▶ [Exercise objective] The result should be every line in the data below that carries the string "entry".

▶ [Records from a dataset]
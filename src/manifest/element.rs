// Copyright (C) 2026 Checkmk GmbH - License: GNU General Public License v2
// This file is part of Checkmk (https://checkmk.com). It is subject to the terms and
// conditions defined in the file COPYING, which is part of this source code package.

//! The decoded document tree.

use std::fmt;

/// Attribute name with an optional namespace prefix, rendered as `prefix:local`.
#[derive(Debug, Clone, PartialEq, Eq, Hash)]
pub struct AttributeName {
    prefix: Option<String>,
    local: String,
}

impl AttributeName {
    pub fn new(prefix: Option<&str>, local: impl Into<String>) -> Self {
        Self {
            prefix: prefix.map(str::to_string),
            local: local.into(),
        }
    }

    #[must_use]
    pub fn prefix(&self) -> Option<&str> {
        self.prefix.as_deref()
    }

    #[must_use]
    pub fn local(&self) -> &str {
        &self.local
    }

    /// Compare against a rendered `prefix:local` (or bare `local`) name.
    #[must_use]
    pub fn matches(&self, qualified: &str) -> bool {
        match (&self.prefix, qualified.split_once(':')) {
            (Some(prefix), Some((p, local))) => prefix == p && self.local == local,
            (None, None) => self.local == qualified,
            _ => false,
        }
    }
}

impl fmt::Display for AttributeName {
    fn fmt(&self, f: &mut fmt::Formatter<'_>) -> fmt::Result {
        match &self.prefix {
            Some(prefix) => write!(f, "{prefix}:{}", self.local),
            None => f.write_str(&self.local),
        }
    }
}

/// Attributes of an element in document order. Duplicate names are kept.
#[derive(Debug, Clone, Default, PartialEq, Eq)]
pub struct Attributes(Vec<(AttributeName, String)>);

impl Attributes {
    pub(super) fn push(&mut self, name: AttributeName, value: String) {
        self.0.push((name, value));
    }

    /// Value of the first attribute named `qualified` (e.g. `android:name`).
    #[must_use]
    pub fn get(&self, qualified: &str) -> Option<&str> {
        self.0
            .iter()
            .find(|(name, _)| name.matches(qualified))
            .map(|(_, value)| value.as_str())
    }

    pub fn iter(&self) -> impl Iterator<Item = (&AttributeName, &str)> {
        self.0.iter().map(|(name, value)| (name, value.as_str()))
    }

    #[must_use]
    pub fn len(&self) -> usize {
        self.0.len()
    }

    #[must_use]
    pub fn is_empty(&self) -> bool {
        self.0.is_empty()
    }
}

/// A manifest element: tag, ordered attributes, ordered children and optional character data.
#[derive(Debug, Clone, Default, PartialEq, Eq)]
pub struct Element {
    tag: String,
    attributes: Attributes,
    children: Vec<Element>,
    text: Option<String>,
}

impl Element {
    pub(super) fn new(tag: impl Into<String>, attributes: Attributes) -> Self {
        Self {
            tag: tag.into(),
            attributes,
            children: Vec::new(),
            text: None,
        }
    }

    pub(super) fn push_child(&mut self, child: Element) {
        self.children.push(child);
    }

    pub(super) fn push_text(&mut self, text: &str) {
        self.text.get_or_insert_with(String::new).push_str(text);
    }

    #[must_use]
    pub fn tag(&self) -> &str {
        &self.tag
    }

    #[must_use]
    pub fn attributes(&self) -> &Attributes {
        &self.attributes
    }

    /// Shorthand for `attributes().get(qualified)`.
    #[must_use]
    pub fn attribute(&self, qualified: &str) -> Option<&str> {
        self.attributes.get(qualified)
    }

    #[must_use]
    pub fn children(&self) -> &[Element] {
        &self.children
    }

    /// Direct children with the given tag, in document order.
    pub fn children_named<'a>(&'a self, tag: &'a str) -> impl Iterator<Item = &'a Element> + 'a {
        self.children.iter().filter(move |child| child.tag == tag)
    }

    /// First direct child with the given tag.
    #[must_use]
    pub fn child(&self, tag: &str) -> Option<&Element> {
        self.children.iter().find(|child| child.tag == tag)
    }

    #[must_use]
    pub fn text(&self) -> Option<&str> {
        self.text.as_deref()
    }
}
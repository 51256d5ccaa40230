// Copyright (C) 2026 Checkmk GmbH - License: GNU General Public License v2
// This file is part of Checkmk (https://checkmk.com). It is subject to the terms and
// conditions defined in the file COPYING, which is part of this source code package.

//! Typed attribute values (`Res_value`) and their textual rendering.

use super::string_pool::StringPool;
use super::ManifestResult;

const TYPE_NULL: u8 = 0x00;
const TYPE_REFERENCE: u8 = 0x01;
const TYPE_ATTRIBUTE: u8 = 0x02;
const TYPE_STRING: u8 = 0x03;
const TYPE_FLOAT: u8 = 0x04;
const TYPE_DIMENSION: u8 = 0x05;
const TYPE_FRACTION: u8 = 0x06;
const TYPE_DYNAMIC_REFERENCE: u8 = 0x07;
const TYPE_DYNAMIC_ATTRIBUTE: u8 = 0x08;
const TYPE_INT_DEC: u8 = 0x10;
const TYPE_INT_HEX: u8 = 0x11;
const TYPE_INT_BOOLEAN: u8 = 0x12;
const TYPE_FIRST_COLOR_INT: u8 = 0x1c;
const TYPE_LAST_COLOR_INT: u8 = 0x1f;

const COMPLEX_UNIT_MASK: u32 = 0x0f;
const RADIX_MULTS: [f64; 4] = [
    1.0 / 256.0,
    1.0 / 32_768.0,
    1.0 / 8_388_608.0,
    1.0 / 2_147_483_648.0,
];
const DIMENSION_UNITS: [&str; 6] = ["px", "dip", "sp", "pt", "in", "mm"];
const FRACTION_UNITS: [&str; 2] = ["%", "%p"];

// Package id of the Android framework resources.
const FRAMEWORK_PACKAGE: u32 = 0x01;

#[derive(Debug, Clone, Copy, PartialEq, Eq)]
pub(super) struct TypedValue {
    pub(super) data_type: u8,
    pub(super) data: u32,
}

impl TypedValue {
    /// Render the value as text. `raw` is the attribute's raw string, if it has one.
    pub(super) fn render(self, raw: Option<&str>, pool: &StringPool) -> ManifestResult<String> {
        let data = self.data;
        let text = match self.data_type {
            TYPE_STRING => match raw {
                Some(s) => s.to_string(),
                None => pool.get(data)?.to_string(),
            },
            TYPE_NULL => raw.unwrap_or_default().to_string(),
            TYPE_REFERENCE | TYPE_DYNAMIC_REFERENCE => Self::reference('@', data),
            TYPE_ATTRIBUTE | TYPE_DYNAMIC_ATTRIBUTE => Self::reference('?', data),
            TYPE_FLOAT => f32::from_bits(data).to_string(),
            TYPE_DIMENSION => Self::complex(data, 1.0, &DIMENSION_UNITS),
            TYPE_FRACTION => Self::complex(data, 100.0, &FRACTION_UNITS),
            TYPE_INT_DEC => (data as i32).to_string(),
            TYPE_INT_HEX => format!("0x{data:08X}"),
            TYPE_INT_BOOLEAN => (data != 0).to_string(),
            TYPE_FIRST_COLOR_INT..=TYPE_LAST_COLOR_INT => format!("#{data:08X}"),
            other => match raw {
                Some(s) => s.to_string(),
                None => format!("<0x{data:X}, type 0x{other:02X}>"),
            },
        };
        Ok(text)
    }

    fn reference(sigil: char, id: u32) -> String {
        let package = if id >> 24 == FRAMEWORK_PACKAGE {
            "android:"
        } else {
            ""
        };
        format!("{sigil}{package}{id:08X}")
    }

    /// Complex values keep a signed 24-bit mantissa in the upper bits, a radix selector in bits
    /// 4-5 and the unit in bits 0-3.
    fn complex(data: u32, scale: f64, units: &[&str]) -> String {
        let mantissa = f64::from((data & 0xFFFF_FF00) as i32);
        let value = mantissa * RADIX_MULTS[((data >> 4) & 0x3) as usize] * scale;
        let unit = units
            .get((data & COMPLEX_UNIT_MASK) as usize)
            .copied()
            .unwrap_or_default();
        format!("{value:.6}{unit}")
    }
}
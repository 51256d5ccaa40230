// Copyright (C) 2026 Checkmk GmbH - License: GNU General Public License v2
// This file is part of Checkmk (https://checkmk.com). It is subject to the terms and
// conditions defined in the file COPYING, which is part of this source code package.

//! Glob matching over the files of an extracted package.

use glob::{MatchOptions, Pattern};
use std::path::{Path, PathBuf};
use walkdir::WalkDir;

use super::extractor::{ExtractedFile, PackageError, PackageResult};

/// `*` never crosses a `/`, only `**` does.
const MATCH_OPTIONS: MatchOptions = MatchOptions {
    case_sensitive: true,
    require_literal_separator: true,
    require_literal_leading_dot: false,
};

/// Collect the regular files below `root` whose root-relative path matches `pattern`.
///
/// The returned paths are relative to `root` and sorted, which makes every consumer
/// independent of the file system's enumeration order.
///
/// # Errors
/// Returns an error if the pattern is invalid or the directory cannot be walked.
pub(crate) fn files_matching(root: &Path, pattern: &str) -> PackageResult<Vec<PathBuf>> {
    let pattern = Pattern::new(pattern).map_err(|e| PackageError::InvalidPattern {
        pattern: pattern.to_string(),
        source: e,
    })?;

    let mut matches = Vec::new();
    for entry in WalkDir::new(root) {
        let e = entry.map_err(|e| PackageError::WalkDirFailed {
            path: root.to_path_buf(),
            source: e,
        })?;
        if !e.file_type().is_file() {
            continue;
        }
        if let Some(relative) = ExtractedFile::new(root, e.path()).package_path() {
            if pattern.matches_path_with(relative, MATCH_OPTIONS) {
                matches.push(relative.to_path_buf());
            }
        }
    }
    matches.sort();
    Ok(matches)
}

/// Base name of a path as UTF-8 text, if it has one.
pub(crate) fn base_name(path: &Path) -> Option<&str> {
    path.file_name().and_then(|name| name.to_str())
}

▶ [Worked solution]
    for entry in WalkDir::new(root) {
        let e = entry.map_err(|e| PackageError::WalkDirFailed {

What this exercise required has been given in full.